In Greek myth, Cerberus is the three-headed guard dog at Hades’ gates, keeping the dead firmly down. The symbolic beast has lent its name to Mark Bradford’s first solo show at Hauser & Wirth in London, which peers into hellish modern America: a cracked empire of punitive authority, tightly policed race and class boundaries and entrenched inequality.
These new works, all made in the past two years, mark a break from Bradford’s typical style: geometric grids mapping layers of abstraction. Here, the works roar from the pristine white walls of the gallery space. There are strobes of colour – the fiery palette of an inferno, bloodstain reds, splotches of turquoise – that move across the canvases like sunspots, or the first throb of a migraine. The notion of colour blindness is one that Bradford continuously circles around. Who is forced to ‘see colour’, and who is in a position to pretend it doesn’t exist?
Gatekeeper (2019) looks like an aerial view of a fractured planet, shot through with coral pink and oasis blue. Tangled wires resemble fallen power lines: everything disastrously off-grid. Any threat depends on proper behavior (2019) – its title typical of Bradford’s pummelling approach – is a study in murky opalescence, with the polluted sheen of a dirty river. It’s a modern Styx roiling through the pitiless cityscape of Los Angeles.

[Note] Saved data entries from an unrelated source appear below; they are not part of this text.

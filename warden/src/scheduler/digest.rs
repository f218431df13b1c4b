//! Once-a-day digest timer.

use std::sync::Arc;

use chrono::{DateTime, Local, NaiveDate, NaiveDateTime, NaiveTime, TimeZone, Utc};
use tokio_util::sync::CancellationToken;
use tracing::{debug, info, warn};

use crate::clock::Clock;
use crate::digest::DigestReport;
use crate::notification::{MessageKind, Notifier, Severity};
use crate::state::ComponentStore;
use crate::{Error, Result};

/// Digest settings.
#[derive(Debug, Clone)]
pub struct DigestConfig {
    /// Local time of day at which the digest is sent.
    pub time: NaiveTime,
}

impl Default for DigestConfig {
    fn default() -> Self {
        Self {
            time: NaiveTime::from_hms_opt(8, 0, 0).unwrap_or_default(),
        }
    }
}

/// Next occurrence of `at` strictly after `now`, in `now`'s time zone.
///
/// A time that does not exist on a given day (spring-forward gap) is moved
/// one hour later; an ambiguous one (fall-back) resolves to the earlier
/// instant.
pub fn next_digest_after<Tz: TimeZone>(now: &DateTime<Tz>, at: NaiveTime) -> Result<DateTime<Tz>> {
    let tz = now.timezone();
    let today = now.date_naive();

    for date in [Some(today), today.succ_opt()].into_iter().flatten() {
        let candidate = resolve_local(&tz, date.and_time(at))?;
        if candidate > *now {
            return Ok(candidate);
        }
    }

    Err(Error::Clock(format!("no digest time after {}", now.naive_local())))
}

fn resolve_local<Tz: TimeZone>(tz: &Tz, naive: NaiveDateTime) -> Result<DateTime<Tz>> {
    if let Some(at) = tz.from_local_datetime(&naive).earliest() {
        return Ok(at);
    }
    tz.from_local_datetime(&(naive + chrono::Duration::hours(1)))
        .earliest()
        .ok_or_else(|| Error::Clock(format!("cannot resolve local time {}", naive)))
}

/// Sends the daily digest through the unthrottled notification path.
pub struct DigestScheduler {
    config: DigestConfig,
    store: ComponentStore,
    notifier: Notifier,
    clock: Arc<dyn Clock>,
    last_sent_on: Option<NaiveDate>,
}

impl DigestScheduler {
    pub fn new(
        config: DigestConfig,
        store: ComponentStore,
        notifier: Notifier,
        clock: Arc<dyn Clock>,
    ) -> Self {
        Self {
            config,
            store,
            notifier,
            clock,
            last_sent_on: None,
        }
    }

    /// Sleep until each digest time and send, until cancelled.
    ///
    /// Fails only if the next digest time cannot be computed.
    pub async fn run(mut self, cancel: CancellationToken) -> Result<()> {
        info!(time = %self.config.time.format("%H:%M"), "Digest scheduler started");

        loop {
            let now = self.clock.now().with_timezone(&Local);
            let next = next_digest_after(&now, self.config.time)?;
            let wait = (next.clone() - now).to_std().unwrap_or_default();
            debug!(next = %next, wait_secs = wait.as_secs(), "Next digest scheduled");

            tokio::select! {
                _ = cancel.cancelled() => break,
                _ = tokio::time::sleep(wait) => {}
            }

            self.send_if_due(self.clock.now());
        }

        info!("Digest scheduler stopped");
        Ok(())
    }

    /// Send today's digest unless it has already gone out.
    ///
    /// Returns true if a digest was queued.
    pub fn send_if_due(&mut self, now: DateTime<Utc>) -> bool {
        let today = now.with_timezone(&Local).date_naive();
        if self.last_sent_on == Some(today) {
            debug!(date = %today, "Digest already sent today");
            return false;
        }

        let report = DigestReport::from_snapshot(self.store.snapshot(now));
        let sent = self.notifier.send_unthrottled(
            MessageKind::Digest,
            Severity::Info,
            &report.subject(),
            &report.body(),
        );

        if sent {
            self.last_sent_on = Some(today);
            info!(date = %today, overall = %report.overall, "Daily digest sent");
        } else {
            warn!(date = %today, "Daily digest could not be queued");
        }
        sent
    }

    pub fn last_sent_on(&self) -> Option<NaiveDate> {
        self.last_sent_on
    }
}
//! In-memory component state table.
//!
//! Each component's state sits behind its own mutex so that updates for one
//! component never contend with another. Readers take a copy-on-read
//! snapshot and hold each lock only long enough to clone the entry.

use std::collections::HashMap;
use std::sync::Arc;

use chrono::{DateTime, Utc};
use parking_lot::{Mutex, RwLock};
use tracing::debug;

use crate::domain::{ComponentState, StatusSnapshot};

type Entry = Arc<Mutex<ComponentState>>;

/// Table of component states keyed by component name.
#[derive(Debug, Clone, Default)]
pub struct ComponentStore {
    entries: Arc<RwLock<HashMap<String, Entry>>>,
}

impl ComponentStore {
    pub fn new() -> Self {
        Self::default()
    }

    /// Register a component, creating its state if it does not exist yet.
    ///
    /// Re-registering keeps the existing counters and only refreshes the
    /// restart eligibility flag.
    pub fn register(&self, name: &str, restart_eligible: bool) {
        let mut entries = self.entries.write();
        match entries.get(name) {
            Some(entry) => entry.lock().restart_eligible = restart_eligible,
            None => {
                debug!(component = %name, restart_eligible, "Registered component");
                entries.insert(
                    name.to_string(),
                    Arc::new(Mutex::new(ComponentState::new(name, restart_eligible))),
                );
            }
        }
    }

    pub fn contains(&self, name: &str) -> bool {
        self.entries.read().contains_key(name)
    }

    pub fn len(&self) -> usize {
        self.entries.read().len()
    }

    pub fn is_empty(&self) -> bool {
        self.entries.read().is_empty()
    }

    /// Copy of one component's state.
    pub fn get(&self, name: &str) -> Option<ComponentState> {
        let entry = self.entries.read().get(name).cloned()?;
        let state = entry.lock().clone();
        Some(state)
    }

    /// Apply `f` to a component's state under its lock.
    ///
    /// Components that were never registered are created on first use as
    /// restart-eligible.
    pub(crate) fn with_component<R>(&self, name: &str, f: impl FnOnce(&mut ComponentState) -> R) -> R {
        let entry = self.entry(name);
        let mut state = entry.lock();
        f(&mut state)
    }

    fn entry(&self, name: &str) -> Entry {
        if let Some(entry) = self.entries.read().get(name) {
            return entry.clone();
        }
        self.entries
            .write()
            .entry(name.to_string())
            .or_insert_with(|| Arc::new(Mutex::new(ComponentState::new(name, true))))
            .clone()
    }

    /// Copies of every component state, sorted by name.
    pub fn states(&self) -> Vec<ComponentState> {
        let entries: Vec<Entry> = self.entries.read().values().cloned().collect();
        let mut states: Vec<ComponentState> =
            entries.iter().map(|entry| entry.lock().clone()).collect();
        states.sort_by(|a, b| a.name.cmp(&b.name));
        states
    }

    pub fn snapshot(&self, generated_at: DateTime<Utc>) -> StatusSnapshot {
        StatusSnapshot::new(self.states(), generated_at)
    }
}
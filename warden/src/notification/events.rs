//! Notification messages and their severity.

use chrono::{DateTime, Utc};
use serde::{Deserialize, Serialize};

/// Severity of a notification.
#[derive(Debug, Clone, Copy, PartialEq, Eq, PartialOrd, Ord, Hash, Serialize, Deserialize, Default)]
#[serde(rename_all = "lowercase")]
pub enum Severity {
    /// Informational: digests, recoveries, startup/shutdown.
    #[default]
    Info,
    /// A component is failing but no restart was issued.
    Warning,
    /// A restart was issued or failed.
    Critical,
}

impl std::fmt::Display for Severity {
    fn fmt(&self, f: &mut std::fmt::Formatter<'_>) -> std::fmt::Result {
        match self {
            Self::Info => write!(f, "info"),
            Self::Warning => write!(f, "warning"),
            Self::Critical => write!(f, "critical"),
        }
    }
}

/// What kind of message is being delivered.
#[derive(Debug, Clone, Copy, PartialEq, Eq, Serialize, Deserialize)]
#[serde(rename_all = "snake_case")]
pub enum MessageKind {
    /// Per-component alert, subject to rate limiting.
    Alert,
    /// Scheduled daily digest.
    Digest,
    /// Supervisor startup/shutdown notice.
    System,
}

/// A message ready for delivery to the operator.
#[derive(Debug, Clone, Serialize, Deserialize)]
pub struct OutboundMessage {
    /// Recipient address.
    pub to: String,
    pub subject: String,
    pub body: String,
    pub severity: Severity,
    pub kind: MessageKind,
    /// Component the message is about, if any.
    pub component: Option<String>,
    pub timestamp: DateTime<Utc>,
}

impl OutboundMessage {
    pub fn new(
        to: impl Into<String>,
        subject: impl Into<String>,
        body: impl Into<String>,
        severity: Severity,
        kind: MessageKind,
    ) -> Self {
        Self {
            to: to.into(),
            subject: subject.into(),
            body: body.into(),
            severity,
            kind,
            component: None,
            timestamp: Utc::now(),
        }
    }

    pub fn for_component(mut self, component: impl Into<String>) -> Self {
        self.component = Some(component.into());
        self
    }
}
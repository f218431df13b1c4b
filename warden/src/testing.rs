//! Test doubles for the restart and notification seams.

use std::sync::atomic::{AtomicBool, AtomicUsize, Ordering};

use async_trait::async_trait;
use parking_lot::Mutex;

use crate::notification::{NotificationChannel, OutboundMessage};
use crate::restart::Restarter;
use crate::{Error, Result};

pub use crate::probe::FnProbe;

/// Restarter that records every call.
#[derive(Debug, Default)]
pub struct RecordingRestarter {
    calls: Mutex<Vec<String>>,
    fail: AtomicBool,
}

impl RecordingRestarter {
    pub fn new() -> Self {
        Self::default()
    }

    /// A restarter whose calls all fail.
    pub fn failing() -> Self {
        let restarter = Self::default();
        restarter.set_failing(true);
        restarter
    }

    pub fn set_failing(&self, fail: bool) {
        self.fail.store(fail, Ordering::SeqCst);
    }

    pub fn calls(&self) -> Vec<String> {
        self.calls.lock().clone()
    }

    pub fn calls_for(&self, component: &str) -> usize {
        self.calls.lock().iter().filter(|c| *c == component).count()
    }
}

#[async_trait]
impl Restarter for RecordingRestarter {
    async fn restart(&self, component: &str) -> Result<()> {
        self.calls.lock().push(component.to_string());
        if self.fail.load(Ordering::SeqCst) {
            return Err(Error::restart(component, "restart mechanism unreachable"));
        }
        Ok(())
    }
}

/// Channel that records every delivered message.
#[derive(Debug, Default)]
pub struct RecordingChannel {
    messages: Mutex<Vec<OutboundMessage>>,
    attempts: AtomicUsize,
    fail: bool,
}

impl RecordingChannel {
    pub fn new() -> Self {
        Self::default()
    }

    /// A channel whose sends all fail.
    pub fn failing() -> Self {
        Self {
            fail: true,
            ..Self::default()
        }
    }

    pub fn messages(&self) -> Vec<OutboundMessage> {
        self.messages.lock().clone()
    }

    pub fn attempts(&self) -> usize {
        self.attempts.load(Ordering::SeqCst)
    }

    pub fn messages_for(&self, component: &str) -> Vec<OutboundMessage> {
        self.messages
            .lock()
            .iter()
            .filter(|m| m.component.as_deref() == Some(component))
            .cloned()
            .collect()
    }
}

#[async_trait]
impl NotificationChannel for RecordingChannel {
    fn channel_type(&self) -> &'static str {
        "recording"
    }

    fn is_enabled(&self) -> bool {
        true
    }

    async fn send(&self, message: &OutboundMessage) -> Result<()> {
        self.attempts.fetch_add(1, Ordering::SeqCst);
        if self.fail {
            return Err(Error::notify("recording", "channel unavailable"));
        }
        self.messages.lock().push(message.clone());
        Ok(())
    }
}
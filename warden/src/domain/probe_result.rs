//! Outcome of a single probe run.

use std::time::Duration;

use chrono::{DateTime, Utc};
use serde::{Deserialize, Serialize};

/// Result of one probe execution. Lives only for the tick that produced it.
#[derive(Debug, Clone, Serialize, Deserialize)]
pub struct ProbeResult {
    pub component: String,
    pub success: bool,
    pub detail: Option<String>,
    #[serde(with = "duration_millis")]
    pub latency: Duration,
    pub observed_at: DateTime<Utc>,
}

impl ProbeResult {
    pub fn success(component: impl Into<String>, latency: Duration) -> Self {
        Self {
            component: component.into(),
            success: true,
            detail: None,
            latency,
            observed_at: Utc::now(),
        }
    }

    pub fn failure(component: impl Into<String>, detail: impl Into<String>, latency: Duration) -> Self {
        Self {
            component: component.into(),
            success: false,
            detail: Some(detail.into()),
            latency,
            observed_at: Utc::now(),
        }
    }

    /// Probe exceeded its deadline.
    pub fn timeout(component: impl Into<String>, latency: Duration) -> Self {
        Self::failure(component, "timeout", latency)
    }

    pub fn at(mut self, observed_at: DateTime<Utc>) -> Self {
        self.observed_at = observed_at;
        self
    }

    pub fn is_timeout(&self) -> bool {
        !self.success && self.detail.as_deref() == Some("timeout")
    }
}

mod duration_millis {
    use std::time::Duration;

    use serde::{Deserialize, Deserializer, Serializer};

    pub fn serialize<S: Serializer>(value: &Duration, serializer: S) -> Result<S::Ok, S::Error> {
        serializer.serialize_u64(value.as_millis() as u64)
    }

    pub fn deserialize<'de, D: Deserializer<'de>>(deserializer: D) -> Result<Duration, D::Error> {
        u64::deserialize(deserializer).map(Duration::from_millis)
    }
}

Los Angeles is both Bradford’s birthplace and muse, its poverty and gaudy wealth making it emblematic of the modern city as a chasm of inequality.The work from 2018 which shares the exhibition title is its centrepiece: as sprawling and incendiary as the metropolis itself, a chaotic scrawl of dispossessed energy. Dominating almost an entire wall, it’s snarled up with bits of rope, the letters of a disintegrating alphabet ripped from posters, and unrecognisable pieces of detritus scavenged from the streets. In A five thousand year old laugh (2019), lines are scored angrily into the brooding, overripe surface of the canvas. What seems armoured about these paintings on first glance is actually evidence of their fragility: clumps of paper are thrown like rocks, denting every surface.
The works themselves are frameless, slathered on canvases that still bear the handwritten scrawls of their dimensions. In them, Bradford reads the landscape – both geographic and sociopolitical – through the prism of his own ‘otherness’ as a black gay man raised in a predominantly white district of South Los Angeles. Indeed, the question of ‘readability’ is at the heart of Bradford’s densely layered work: which narratives can be read on the surface of things? Which types of looking are sanctioned and which are automatically perceived as a threat?
But there’s something impenetrable about these teeming lumps of matter, too: an inner core they’re unwilling to give away. Is there a secret to be disclosed beneath the chaos; all this monumental, aggressive style? Or is Bradford suggesting that this kind of collapse – everything levelled to the same ruinous proportions – merely mirrors the reality of our fractured global moment?
In Dancing in the Street (2019), the video for the pop song recorded in 1964 by Martha and the Vandellas is projected at night across LA’s chainlink fences and graffitied walls. The song was invoked as a civil rights anthem during the Watts riots a year later, when thousands of African-Americans took to the streets, resisting police brutality and institutionalised racism.
These flickering, ghostlike frames offer an eruption of the past into the present, freighted with a melancholy and renewed desolation for how far the struggle has left to go. The uneven audio temporarily amplifies and then fades away. The song’s voices shimmer with hope, but who – on these ravaged streets – is still listening?
‘Mark Bradford: Cerberus’ is at Hauser & Wirth, London, until 21 December.